Из публикаций о Шмидте: «Мужество и отвага П.П. Шмидта не раз спасали судно и команду от гибели. Поздно осенью пароход „Диана“ под командованием Шмидта шёл из Риги в Одессу. Был шторм, и Шмидт в течение двух суток не смыкал глаз. В подобных случаях он бывал неутомим и не любил делить с кем-нибудь ответственность. На третий день погода улучшилась, и Шмидт передал управление судном помощнику, приказав разбудить себя в случае изменения обстановки. Но скоро нашёл туман, вахтенный помощник по беспечности не разбудил Шмидта, и „Диана“ наскочила на каменную гряду у острова Мён (Дания). Удар о камни заставил всех выскочить на палубу; удары повторялись, среди команды началась паника. И вот с мостика раздалась спокойная команда Шмидта. Не прошло и минуты, как паника улеглась, и все в точности выполняли приказания капитана. Когда положение „Дианы“ стало особенно опасным, Шмидт приказал команде и помощникам спасаться на остров Мён на шлюпках. Сам он отказался сесть в шлюпку, категорически заявив: „Я остаюсь, я не покину "Дианы" до конца“. И вместе с четырьмя добровольцами из команды, которых он оставил в качестве сигнальщиков для связи с проходящими судами, Шмидт спас судно от гибели. Высокое чувство ответственности командира побудило Шмидта снять вину за аварию со своего помощника и полностью принять её на себя. „Я капитан, — говорил он, — значит, я один виноват“».
Во время судебного процесса в Одессе со Шмидтом опять происходят психические припадки, однако отставному лейтенанту (возможно, не без помощи своих старых одесских друзей) удаётся доказать, что эти припадки вызваны лишь сильным переживанием от пережитого. Главным виновником аварии признаётся стоявший на вахте помощник капитана. По одной версии, в отношении Шмидта (опять же, возможно, не без помощи дяди) дело заминают, тем более, что судно спасли и люди не погибли.
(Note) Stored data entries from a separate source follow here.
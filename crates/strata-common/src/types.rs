use serde::{Deserialize, Serialize};

pub type Result<T> = std::result::Result<T, crate::error::StrataError>;

/// Chunk coordinates, either absolute or region-local.
#[derive(Debug, Clone, Copy, PartialEq, Eq, Hash, Serialize, Deserialize)]
pub struct ChunkPos {
    pub x: i32,
    pub z: i32,
}

impl ChunkPos {
    pub fn new(x: i32, z: i32) -> Self {
        ChunkPos { x, z }
    }

    /// Position inside the owning 32x32 region.
    pub fn region_local(&self) -> ChunkPos {
        ChunkPos {
            x: self.x & 31,
            z: self.z & 31,
        }
    }
}
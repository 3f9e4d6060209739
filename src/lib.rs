pub mod cleanup;
pub mod config;
pub mod job;
pub mod judge;
pub mod routes;
pub mod sandbox;
pub mod web_server;

pub fn create_timestamp() -> String {
    use chrono::{SecondsFormat, Utc};
    Utc::now().to_rfc3339_opts(SecondsFormat::Millis, true)
}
В связи с аварией «Дианы» весьма примечательно письмо Шмидта к своей бывшей жене и сыну от 17 декабря 1903 года: «Дел у меня бездна, в бегах вот уже два дня, очень много официальностей. „Диана“ так мало сравнительно пострадала, что я сам пришёл своей машиной в Копенгаген, это после того, что она была вся полна водой и 16 суток билась о камни… Трудно мне было бы жить на свете, если бы я знал, что мой пароход погиб. В те страшные минуты, когда я спасал людей на шлюпках, выкидывая их на берег, знал, Дина, что останусь на пароходе один без шлюпок, но не покинул бы парохода никогда, я похоронил бы себя вместе с ним. Сыночка мой, мальчик, голубчик, когда я решился погибнуть вместе с „Дианой“, я знал, что оставлю тебе имя честного моряка…»
Письмо это любопытно по нескольким причинам. Во-первых, из письма очевидно, что из семьи ушёл не Шмидт, а его жена. Сам Пётр Петрович пытается наладить порванные отношения, при этом явно «бьёт на жалость» к себе, описывая свой героизм. Кроме этого он зачем-то принимается пугать своим неосуществлённым самоубийством малолетнего сына. Запомним это письмо, где явно прослеживается самолюбование автора. Спустя годы он почти слово в слово будет то же самое писать о своём «геройском» поведении на «Очакове». Всё та же навязчивая идея самопожертвования и славы героя, причём для Шмидта не слишком важно, где и как. Самое главное, чтобы им восхищались, пусть даже посмертно!
Биографы Шмидта ничтоже сумняшеся стараются выдать серьёзнейшую аварию «Дианы», в которой однозначно виноват как капитан именно Шмидт (капитан судна, как известно, несёт полную ответственность за всё, что происходит на его судне).